Earth Overshoot Day: Humanity has exhausted all of 2017’s natural resources

Humanity has already used up its entire annual budget of planetary resources such as water, soil and clean air on the earliest day of the year since the Earth first went into "overshoot" in the early 1970s, according to research organisation Global Footprint Network.


Today (2 August) marks Earth Overshoot Day, the date when mankind’s annual demand on nature exceeds what can be regenerated in a year. As global megatrends such as population growth and climate change have increased, Earth Overshoot Day has moved from late September in 1997 to early August 20 years later.

According to Global Footprint Network, which is raising awareness of Overshoot Day, humanity is currently consuming or using nature at a rate 1.7 times faster than natural ecosystems can regenerate.

Stress on natural resources has been exacerbated by growing sustainability issues such as deforestation, soil erosion, biodiversity loss, fresh-water scarcity and the build-up of carbon emissions, researchers suggest.

Although this message is bleak, Global Footprint Network claims that moving Earth Overshoot Day back by just 4.5 days every year would return humanity to using the resource of one planet, rather than 1.7, by 2050.

“Our planet is finite, but human possibilities are not, said Global Footprint Network’s chief executive Mathis Wackernagel. “Living within the means of one planet is technologically possible, financially beneficial, and our only chance for a prosperous future.

“Ultimately, moving back the date of Earth Overshoot Day on the calendar is the name of the game.”

Time is of the essence

To mark Earth Overshoot Day, Global Footprint Network has launched a new online ‘Ecological Footprint Calculator’, which enables users to figure out their own personal Earth Overshoot Day based on eating, living and travel habits.

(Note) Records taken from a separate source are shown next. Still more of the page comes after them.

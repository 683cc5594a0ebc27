//! Dense rectilinear grids built from scattered sample tuples.
//!
//! A [`Grid`] keeps only the *active* dimensions of its samples, those with
//! more than one distinct coordinate value, and evaluates by multilinear
//! interpolation over them: linear, bilinear, trilinear or quadrilinear
//! depending on how many survive. With no active dimension the grid is a
//! constant.
//!
//! ```rust
//! use enginterp::Grid;
//!
//! // Altitude, Mach and a temperature offset that never changes
//! let altitude = [0.0_f64, 0.0, 10000.0, 10000.0];
//! let mach = [0.2, 0.8, 0.2, 0.8];
//! let delta_t = [0.0; 4];
//! let thrust_ratio = [1.0, 2.0, 3.0, 4.0];
//!
//! let grid = Grid::build(&[&altitude[..], &mach[..], &delta_t[..]], &thrust_ratio).unwrap();
//! assert_eq!(grid.active_dims(), &[0, 1]);
//!
//! // Query with the active coordinates only...
//! let v = grid.evaluate(&[5000.0, 0.5]).unwrap();
//! assert!((v - 2.5).abs() < 1e-12);
//!
//! // ...or with the full point
//! let w = grid.evaluate_canonical(&[5000.0, 0.5, 0.0]).unwrap();
//! assert_eq!(v, w);
//! ```
use std::cmp::Ordering;

use itertools::Itertools;
use num_traits::Float;
use tracing::{debug, warn};

use crate::error::{Error, MalformedSampleSet};
use crate::multilinear::rectilinear::MAXDIMS;
use crate::multilinear::MultilinearRectilinear;

pub mod bounds;
pub mod sample;

pub use bounds::{AxisRange, Bounds};
pub use sample::SampleSet;

/// Largest number of cells a grid may hold.
pub const MAX_CELLS: usize = 1 << 24;

/// Immutable rectilinear grid over the active dimensions of a sample set.
///
/// Values are stored in C order over the active axes
/// (z(x0, y0), z(x0, y1), ..., z(x0, yn), z(x1, y0), ...).
#[derive(Debug, Clone, PartialEq)]
pub struct Grid<T> {
    /// Canonical indices of the active dimensions, in canonical order
    active: Vec<usize>,

    /// Sorted distinct coordinates, one axis per active dimension
    axes: Vec<Vec<T>>,

    /// Values at each grid point, size prod(axes[i].len())
    values: Vec<T>,

    /// Sampled envelope over every canonical dimension
    bounds: Bounds<T>,

    /// Number of cells that had no sample and were set to zero
    filled: usize,
}

impl<T: Float> Grid<T> {
    /// Lay sample tuples out on a dense grid.
    ///
    /// `columns` holds one coordinate column per canonical dimension (1 to 4),
    /// `values` one dependent value per sample. Samples are matched to axis
    /// entries by exact equality. Grid cells with no sample are set to zero;
    /// when several samples land on the same cell, the last one wins.
    ///
    /// # Errors
    /// * If there are no columns or more than four
    /// * If the columns are empty or of different lengths
    /// * If the number of values does not match the number of samples
    /// * If any coordinate is NaN or infinite
    /// * If the product of the axis lengths exceeds [`MAX_CELLS`]
    pub fn build(columns: &[&[T]], values: &[T]) -> Result<Self, MalformedSampleSet> {
        let ndims = columns.len();
        if ndims == 0 {
            return Err(MalformedSampleSet::NoDimensions);
        }
        if ndims > MAXDIMS {
            return Err(MalformedSampleSet::TooManyDimensions {
                got: ndims,
                max: MAXDIMS,
            });
        }
        let nsamples = columns[0].len();
        if let Some((dim, c)) = columns.iter().find_position(|c| c.len() != nsamples) {
            return Err(MalformedSampleSet::CoordinateLengthMismatch {
                dim,
                got: c.len(),
                expected: nsamples,
            });
        }
        if nsamples == 0 {
            return Err(MalformedSampleSet::Empty);
        }
        if values.len() != nsamples {
            return Err(MalformedSampleSet::ValueCountMismatch {
                got: values.len(),
                expected: nsamples,
            });
        }
        for (dim, c) in columns.iter().enumerate() {
            if let Some(index) = c.iter().position(|x| !x.is_finite()) {
                return Err(MalformedSampleSet::NonFiniteCoordinate { dim, index });
            }
        }

        let bounds = Bounds::from_columns(columns).ok_or(MalformedSampleSet::Empty)?;

        let (active, axes): (Vec<usize>, Vec<Vec<T>>) = columns
            .iter()
            .map(|c| distinct_sorted(c))
            .enumerate()
            .filter(|(_, axis)| axis.len() > 1)
            .unzip();
        if let Some(k) = axes.iter().position(Vec::is_empty) {
            return Err(MalformedSampleSet::EmptyAxis { dim: active[k] });
        }

        let shape: Vec<usize> = axes.iter().map(Vec::len).collect();
        let size = shape
            .iter()
            .try_fold(1_usize, |acc, &n| acc.checked_mul(n))
            .filter(|&cells| cells <= MAX_CELLS)
            .ok_or_else(|| MalformedSampleSet::GridTooLarge {
                shape: shape.clone(),
                max: MAX_CELLS,
            })?;
        let mut strides = vec![1_usize; shape.len()];
        let mut acc = 1;
        for k in (0..shape.len()).rev() {
            strides[k] = acc;
            acc *= shape[k];
        }

        let mut cells: Vec<Option<T>> = vec![None; size];
        let mut duplicates = 0_usize;
        for (s, &v) in values.iter().enumerate() {
            let flat: usize = active
                .iter()
                .zip(&axes)
                .zip(&strides)
                .map(|((&d, axis), &stride)| axis_index(axis, columns[d][s]) * stride)
                .sum();
            if cells[flat].replace(v).is_some() {
                duplicates += 1;
            }
        }

        if duplicates > 0 {
            debug!(duplicates, "Duplicate samples overwritten, keeping the last");
        }
        let filled = cells.iter().filter(|c| c.is_none()).count();
        if filled > 0 {
            warn!(
                filled,
                cells = size,
                "Incomplete sample grid, missing cells set to zero"
            );
        }
        debug!(ndims, ?active, ?shape, "Built interpolation grid");

        Ok(Self {
            active,
            axes,
            values: cells.into_iter().map(|c| c.unwrap_or_else(T::zero)).collect(),
            bounds,
            filled,
        })
    }

    /// Evaluate the grid at a point given in active-dimension order.
    ///
    /// The number of coordinates selects the method: none for a constant grid,
    /// then linear, bilinear, trilinear or quadrilinear. Points outside the
    /// sampled domain are extrapolated linearly from the boundary cell; use
    /// [`Grid::in_range`] first to reject them.
    ///
    /// # Errors
    /// * If `query` does not have one coordinate per active dimension
    pub fn evaluate(&self, query: &[T]) -> Result<T, Error> {
        let n = self.active.len();
        if query.len() != n {
            return Err(Error::DimensionMismatch {
                got: query.len(),
                expected: n,
            });
        }
        match n {
            0 => self
                .values
                .first()
                .copied()
                .ok_or(Error::InvalidGrid("Constant grid has no value")),
            1 => self.evaluate_fixed::<1>(query),
            2 => self.evaluate_fixed::<2>(query),
            3 => self.evaluate_fixed::<3>(query),
            4 => self.evaluate_fixed::<4>(query),
            _ => Err(Error::InvalidGrid(
                "Number of dimensions must be between 1 and 4",
            )),
        }
    }

    /// Axes were sorted and deduplicated at build time.
    #[inline]
    fn evaluate_fixed<const N: usize>(&self, query: &[T]) -> Result<T, Error> {
        let x: [T; N] = query.try_into().map_err(|_| Error::DimensionMismatch {
            got: query.len(),
            expected: N,
        })?;
        let empty: &[T] = &[];
        let mut grids = [empty; N];
        (0..N).for_each(|k| grids[k] = self.axes[k].as_slice());
        Ok(MultilinearRectilinear::from_sorted_axes(grids, &self.values).interp_one(x))
    }

    /// Evaluate the grid at a point with one coordinate per canonical
    /// dimension; coordinates of inactive dimensions are ignored.
    ///
    /// # Errors
    /// * If `point` does not have one coordinate per canonical dimension
    pub fn evaluate_canonical(&self, point: &[T]) -> Result<T, Error> {
        self.check_canonical(point)?;
        let mut query = [T::zero(); MAXDIMS];
        self.active
            .iter()
            .enumerate()
            .for_each(|(k, &d)| query[k] = point[d]);
        self.evaluate(&query[..self.active.len()])
    }

    /// Whether a canonical point lies inside the sampled envelope,
    /// including the dimensions that were dropped.
    pub fn in_range(&self, point: &[T]) -> Result<bool, Error> {
        self.bounds.in_range(point)
    }

    fn check_canonical(&self, point: &[T]) -> Result<(), Error> {
        if point.len() != self.ndims() {
            return Err(Error::DimensionMismatch {
                got: point.len(),
                expected: self.ndims(),
            });
        }
        Ok(())
    }

    /// Number of canonical dimensions the samples were given in.
    pub fn ndims(&self) -> usize {
        self.bounds.ndims()
    }

    /// Canonical indices of the dimensions kept for interpolation.
    pub fn active_dims(&self) -> &[usize] {
        &self.active
    }

    /// Whether no dimension varies, so every query gives the same value.
    pub fn is_constant(&self) -> bool {
        self.active.is_empty()
    }

    /// Sorted distinct coordinates of the `k`th active dimension.
    pub fn axis(&self, k: usize) -> Option<&[T]> {
        self.axes.get(k).map(Vec::as_slice)
    }

    /// Number of grid points along each active dimension.
    pub fn shape(&self) -> Vec<usize> {
        self.axes.iter().map(Vec::len).collect()
    }

    /// Dense values in C order over the active axes.
    pub fn values(&self) -> &[T] {
        &self.values
    }

    /// Sampled envelope over every canonical dimension.
    pub fn bounds(&self) -> &Bounds<T> {
        &self.bounds
    }

    /// Number of grid cells with no matching sample, which hold zero.
    pub fn filled_cells(&self) -> usize {
        self.filled
    }
}

/// Sorted, deduplicated copy of a column of finite values.
fn distinct_sorted<T: Float>(column: &[T]) -> Vec<T> {
    column
        .iter()
        .copied()
        .sorted_by(|a, b| a.partial_cmp(b).unwrap_or(Ordering::Equal))
        .dedup()
        .collect()
}

/// Position of `x` on an axis built from the same column.
#[inline]
fn axis_index<T: Float>(axis: &[T], x: T) -> usize {
    // Every sampled coordinate is on its axis, so the search always hits.
    axis.binary_search_by(|a| a.partial_cmp(&x).unwrap_or(Ordering::Equal))
        .unwrap_or_else(|i| i)
}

Dependence and overconsumption of natural resources varies from nation to nation, according to the Network. For instance, if the world consumed at the rate of India, humanity would only use 60% of the world’s natural resources. Wheras for nations like the UK, the budget is three times what is available.

Global Footprint Network is working to spread messages on viable solutions identified to reverse Earth Overshoot Day. Specifically, the organisation says cutting food waste globally by 50% would move the date by 11 days, while reducing the carbon components of the global ecological footprint would move the date back a further 89 days.

Solutions identified by management consulting firm McKinsey & Company and research coalition Project Drawdown – which has devised the most comprehensive plan ever proposed to reverse global warming – are now available in an open-data platform from Global Footprint Network. Activist Paul Hawken, who founded Project Drawdown, discusses the 100 most substantive solutions to global warming in a recent episode of the Sustainable Business Covered podcast.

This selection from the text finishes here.